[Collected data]
□ □ □ □ □

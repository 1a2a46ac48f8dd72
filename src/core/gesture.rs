//! # Gestures
//!
//! Translates raw input into [`MoveRequest`]s. Two sources feed the core:
//!
//! - **Pointer drops**: the drag-geometry collaborator reports what was
//!   dragged, what it landed on, and which edge of the target was closest.
//!   [`resolve_drop`] decides which of the three request kinds that is.
//! - **Keyboard commands**: the action menus offer move up/down/top/bottom,
//!   move to another container, and move left/right for containers.
//!   Commands that make no sense at the current position are disabled and
//!   produce no request; they never reach the resolver.

use log::debug;
use serde::{Deserialize, Serialize};

use crate::core::action::MoveRequest;
use crate::core::destination::{Axis, Edge, insertion_index, resolve_index};
use crate::core::error::BoardError;
use crate::core::outcome::Trigger;
use crate::core::state::{BoardState, Container};

// ============================================================================
// Pointer drops
// ============================================================================

#[derive(Debug, Clone, Copy, PartialEq, Eq, Serialize, Deserialize)]
#[serde(rename_all = "lowercase")]
pub enum GestureKind {
    Container,
    Item,
}

/// A finished drag, as reported by the geometry collaborator.
#[derive(Debug, Clone, PartialEq, Eq, Serialize, Deserialize)]
pub struct Gesture {
    pub kind: GestureKind,
    /// Id of the dragged container or item.
    pub source_id: String,
    /// Container the dragged item started in. Looked up when absent.
    #[serde(default)]
    pub source_container_id: Option<String>,
    /// Container under the pointer at drop time; `None` when the drop missed.
    #[serde(default)]
    pub target_container_id: Option<String>,
    /// Item under the pointer at drop time, for item-relative drops.
    #[serde(default)]
    pub target_item_id: Option<String>,
    #[serde(default)]
    pub edge: Option<Edge>,
    pub axis: Axis,
}

/// Resolves a pointer drop into a request. `Ok(None)` means the drop landed
/// nowhere and is discarded.
pub fn resolve_drop(
    state: &BoardState,
    gesture: &Gesture,
) -> Result<Option<MoveRequest>, BoardError> {
    let Some(target_container_id) = gesture.target_container_id.as_deref() else {
        debug!("Discarding drop of {} with no target", gesture.source_id);
        return Ok(None);
    };

    let request = match gesture.kind {
        GestureKind::Container => {
            let start_index = state.position_of_container(&gesture.source_id)?;
            let target_index = state.position_of_container(target_container_id)?;
            MoveRequest::ReorderContainer {
                start_index,
                finish_index: resolve_index(start_index, target_index, gesture.edge, gesture.axis),
                trigger: Trigger::Pointer,
            }
        }
        GestureKind::Item => resolve_item_drop(state, gesture, target_container_id)?,
    };

    debug!("Resolved drop {:?} into {:?}", gesture, request);
    Ok(Some(request))
}

fn resolve_item_drop(
    state: &BoardState,
    gesture: &Gesture,
    target_container_id: &str,
) -> Result<MoveRequest, BoardError> {
    let (source, item_index) = source_of(state, gesture)?;
    let destination = state.container(target_container_id)?;
    let same_container = source.id == destination.id;

    let request = match gesture.target_item_id.as_deref() {
        // Dropped on the container itself, not relative to a card.
        None if same_container => MoveRequest::ReorderItem {
            container_id: source.id.clone(),
            start_index: item_index,
            finish_index: resolve_index(item_index, source.items.len() - 1, None, gesture.axis),
            trigger: Trigger::Pointer,
        },
        None => MoveRequest::MoveItem {
            start_container_id: source.id.clone(),
            finish_container_id: destination.id.clone(),
            start_item_index: item_index,
            finish_item_index: None,
            trigger: Trigger::Pointer,
        },
        Some(target_item_id) => {
            let target_index = destination
                .position_of(target_item_id)
                .ok_or_else(|| BoardError::UnknownItem(target_item_id.to_string()))?;
            if same_container {
                MoveRequest::ReorderItem {
                    container_id: source.id.clone(),
                    start_index: item_index,
                    finish_index: resolve_index(
                        item_index,
                        target_index,
                        gesture.edge,
                        gesture.axis,
                    ),
                    trigger: Trigger::Pointer,
                }
            } else {
                MoveRequest::MoveItem {
                    start_container_id: source.id.clone(),
                    finish_container_id: destination.id.clone(),
                    start_item_index: item_index,
                    finish_item_index: Some(insertion_index(target_index, gesture.edge)),
                    trigger: Trigger::Pointer,
                }
            }
        }
    };
    Ok(request)
}

fn source_of<'a>(
    state: &'a BoardState,
    gesture: &Gesture,
) -> Result<(&'a Container, usize), BoardError> {
    match gesture.source_container_id.as_deref() {
        Some(container_id) => {
            let container = state.container(container_id)?;
            let index = container
                .position_of(&gesture.source_id)
                .ok_or_else(|| BoardError::UnknownItem(gesture.source_id.clone()))?;
            Ok((container, index))
        }
        None => state.locate_item(&gesture.source_id),
    }
}

// ============================================================================
// Keyboard commands
// ============================================================================

#[derive(Debug, Clone, PartialEq, Eq)]
pub enum ItemCommand {
    MoveToTop,
    MoveUp,
    MoveDown,
    MoveToBottom,
    /// Move to the front of another container.
    MoveTo(String),
}

#[derive(Debug, Clone, Copy, PartialEq, Eq)]
pub enum ContainerCommand {
    MoveLeft,
    MoveRight,
}

/// Request for a keyboard command on an item, or `None` when the command is
/// disabled at the item's current position.
pub fn item_command(
    state: &BoardState,
    item_id: &str,
    command: &ItemCommand,
) -> Result<Option<MoveRequest>, BoardError> {
    let (container, start_index) = state.locate_item(item_id)?;
    let last = container.items.len() - 1;

    let reorder = |finish_index: usize| MoveRequest::ReorderItem {
        container_id: container.id.clone(),
        start_index,
        finish_index,
        trigger: Trigger::Keyboard,
    };

    let request = match command {
        ItemCommand::MoveToTop | ItemCommand::MoveUp if start_index == 0 => None,
        ItemCommand::MoveDown | ItemCommand::MoveToBottom if start_index == last => None,
        ItemCommand::MoveToTop => Some(reorder(0)),
        ItemCommand::MoveUp => Some(reorder(start_index - 1)),
        ItemCommand::MoveDown => Some(reorder(start_index + 1)),
        ItemCommand::MoveToBottom => Some(reorder(last)),
        ItemCommand::MoveTo(finish_container_id) => {
            state.container(finish_container_id)?;
            if *finish_container_id == container.id {
                None
            } else {
                Some(MoveRequest::MoveItem {
                    start_container_id: container.id.clone(),
                    finish_container_id: finish_container_id.clone(),
                    start_item_index: start_index,
                    finish_item_index: None,
                    trigger: Trigger::Keyboard,
                })
            }
        }
    };
    Ok(request)
}

/// Request for a keyboard command on a container, or `None` when disabled.
pub fn container_command(
    state: &BoardState,
    container_id: &str,
    command: ContainerCommand,
) -> Result<Option<MoveRequest>, BoardError> {
    let start_index = state.position_of_container(container_id)?;
    let finish_index = match command {
        ContainerCommand::MoveLeft => start_index.checked_sub(1),
        ContainerCommand::MoveRight => {
            Some(start_index + 1).filter(|index| *index < state.container_count())
        }
    };
    Ok(finish_index.map(|finish_index| MoveRequest::ReorderContainer {
        start_index,
        finish_index,
        trigger: Trigger::Keyboard,
    }))
}

/// Containers offered as "move to" destinations for items in `container_id`.
pub fn move_targets<'a>(state: &'a BoardState, container_id: &str) -> Vec<&'a Container> {
    state
        .containers()
        .filter(|container| container.id != container_id)
        .collect()
}

// ============================================================================
// Action menus
// ============================================================================

#[derive(Debug, Clone, PartialEq, Eq)]
pub enum Command {
    Item {
        item_id: String,
        command: ItemCommand,
    },
    Container {
        container_id: String,
        command: ContainerCommand,
    },
}

/// One row of an action menu.
#[derive(Debug, Clone, PartialEq, Eq)]
pub struct MenuEntry {
    pub label: String,
    pub command: Command,
    pub enabled: bool,
}

/// Action menu for an item: the four reorder commands, then one entry per
/// other container.
pub fn item_menu(state: &BoardState, item_id: &str) -> Result<Vec<MenuEntry>, BoardError> {
    let (container, _) = state.locate_item(item_id)?;

    let mut commands: Vec<(String, ItemCommand)> = vec![
        ("Move to top".to_string(), ItemCommand::MoveToTop),
        ("Move up".to_string(), ItemCommand::MoveUp),
        ("Move down".to_string(), ItemCommand::MoveDown),
        ("Move to bottom".to_string(), ItemCommand::MoveToBottom),
    ];
    commands.extend(move_targets(state, &container.id).into_iter().map(|target| {
        (
            format!("Move to {}", target.title),
            ItemCommand::MoveTo(target.id.clone()),
        )
    }));

    commands
        .into_iter()
        .map(|(label, command)| -> Result<MenuEntry, BoardError> {
            let enabled = item_command(state, item_id, &command)?.is_some();
            Ok(MenuEntry {
                label,
                command: Command::Item {
                    item_id: item_id.to_string(),
                    command,
                },
                enabled,
            })
        })
        .collect()
}

/// Action menu for a container: move left and move right.
pub fn container_menu(
    state: &BoardState,
    container_id: &str,
) -> Result<Vec<MenuEntry>, BoardError> {
    [
        ("Move left", ContainerCommand::MoveLeft),
        ("Move right", ContainerCommand::MoveRight),
    ]
    .into_iter()
    .map(|(label, command)| -> Result<MenuEntry, BoardError> {
        let enabled = container_command(state, container_id, command)?.is_some();
        Ok(MenuEntry {
            label: label.to_string(),
            command: Command::Container {
                container_id: container_id.to_string(),
                command,
            },
            enabled,
        })
    })
    .collect()
}

/// Request for a menu command, or `None` when it is disabled.
pub fn command_request(
    state: &BoardState,
    command: &Command,
) -> Result<Option<MoveRequest>, BoardError> {
    match command {
        Command::Item { item_id, command } => item_command(state, item_id, command),
        Command::Container {
            container_id,
            command,
        } => container_command(state, container_id, *command),
    }
}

□ □ □ □ □

WHAT TO DO
Where the word "dragged" occurs in a line of the records, copy that line.

COMPLETED EXERCISE
//!   dragged, what it landed on, and which edge of the target was closest.
    /// Id of the dragged container or item.
    /// Container the dragged item started in. Looked up when absent.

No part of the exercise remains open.